The Haast River

The Haast River

It really is hard to describe just how heavy the rain was while driving through the Haast Pass. The previous evening, while staying in Makarora the rain had started sometime during the night. By morning it had only gotten harder on the succeeding drive through the Haast Pass to the West Coast. Once there, I discovered the rain had only managed to get more intense. So, several hours later I found myself travelling back through the Haast Pass on my way to Makarora, passing swollen rivers and substantial waterfalls.

The Haast River

State Highway 6 & The Haast River

The Haast River Bridges’ claim to fame is that it’s New Zealand’s longest, single lane bridge. It’s 750 metres in length, it was opened in 1962, it carries State Highway 6 across the Haast River and is often considered one of the most spectacular bridges in the country. Also, depending on which direction you’re heading, State Highway 6 and the Haast River Bridge either takes you to Fox Glacier, Franz Josef, Hokitika and further on to Greymouth or through the Haast Pass to Makarora. Either direction is amazingly spectacular and well worth the trip.

Thunder Creek Falls In The Haast Pass.

Thunder Creek Falls– Buy 

It started raining some time early in the morning. Now, several hours later having driven through the Haast Pass to the West Coast township of Haast, it seemed to be getting harder. I parked by the Haast Bridge, ate lunch in the car and went for a walk beside the river before starting the drive back to Makarora. On the way, I stopped at Thunder Creek Falls. 

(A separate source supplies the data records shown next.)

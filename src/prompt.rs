//! # Prompts
//!
//! Fixed instructional text and the two ways a prompt is rendered for a backend.
//!
//! The system prompts are constants: callers supply the question and the
//! retrieved context, never the instructions.
//!
//! - **Chat style** (OpenAI compatible backends): a system message made of the
//!   instructions followed by the context, and a user message with the question.
//! - **Single turn** (content-generation backends): one text block,
//!   `"{instructions}\nContext:\n{context}\n\nQuestion: {question}"`.

/// Prefixed to every retrieval-augmented request.
pub const RAG_SYSTEM_PROMPT: &str =
    "You are a helpful assistant. Use the following context to answer accurately:\n\n";

pub const SUMMARY_SYSTEM_PROMPT: &str = "You are a summarization assistant.";

/// Instructions, optional context, and the caller's question.
#[derive(Debug, Clone, PartialEq)]
pub struct Prompt {
    pub system: String,
    pub context: Option<String>,
    pub question: String,
}

impl Prompt {
    /// Answer `question` from `context` under `system`.
    pub fn rag(system: &str, context: &str, question: &str) -> Self {
        Self {
            system: system.to_string(),
            context: Some(context.to_string()),
            question: question.to_string(),
        }
    }

    pub fn summary(text: &str) -> Self {
        Self {
            system: SUMMARY_SYSTEM_PROMPT.to_string(),
            context: None,
            question: format!("Summarize the text: {text}"),
        }
    }

    /// System message content for chat-style backends.
    pub fn chat_system(&self) -> String {
        match &self.context {
            Some(context) => format!("{}{}", self.system, context),
            None => self.system.clone(),
        }
    }

    /// The whole prompt as one block of text.
    pub fn single_turn(&self) -> String {
        match &self.context {
            Some(context) => format!(
                "{}\nContext:\n{}\n\nQuestion: {}",
                self.system, context, self.question
            ),
            None => format!("{}\n\n{}", self.system, self.question),
        }
    }
}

The falls are an impressive 28 metres high and the recent heavy rain had left the river level high and the falls heavy with water. By the time I reached the viewing platform for the falls, the rain had gotten harder, heavier, was coming in sideways and for some reason I had only brought an fairly ineffective umbrella.

The Haast Pass

Snow on the Haast Pass– Buy 

As I once again followed the Haast River along State Highway 6 (the Haast Pass-Makarora Road), it was at a place called Greenstone Creek that I decided that the rain wasn’t going to stop anytime soon. By the time I got to a place called Harris and Glitterburn Creek I noticed the rain seemed to be getting harder and at Roy’s Creek the river levels seemed a lot higher than earlier. Still, I pressed on back to Makarora, past waterfalls that had names such as Depot, Roaring Billy, Thunder, Diana and Fantail before the steep ascent through the top of the Haast Pass. It was then that the rain turned to snow. Not more than three hours earlier the same road had been covered in nothing more than rain. Now, it was covered in snow, thick mountain snow with large snowflakes that were settling quickly on the ground. Just before the summit of the pass I reached several vans that had stopped and at the summit itself, under the trees a gathering of vans and four-wheels drives were celebrating the winter snowfall with a liquid afternoon tea. Not being able to resist, I stopped for a bit and enjoyed the thick, new fallen snow that covered the pass. It almost seemed impossible to believe that this was the same place I’d driven through, earlier in the day. Late in the afternoon as I arrived back in Makarora the valley was surrounded with snow while beyond the mountains the sun was starting to set. It was all rather pretty.


Haast – Buy 

In the morning it was raining and a light dusting of snow covered the surrounding mountains. The rain had started sometime overnight and it had been pretty hard ever since. After shuffling around my room and sorting myself for the day, I loaded my car and set off for the small West Coast town of Haast. A drive that was around 80 kilometres and would take me over the Haast Pass, a mountain pass in the Southern Alps of the South Island. 

The journey to Haast took me just over an hour and it rained all the way. In fact, the closer to the West Coast I got, the harder it rained. By the time I reached the hustle and bustle of Haast, the rain was torrential. 
I ate lunch in the car by the bridge and contemplated why people might want to live in Haast. With the rain showing no sign of stopping and Haast having very little hustle and no bustle, I headed back to Makarora.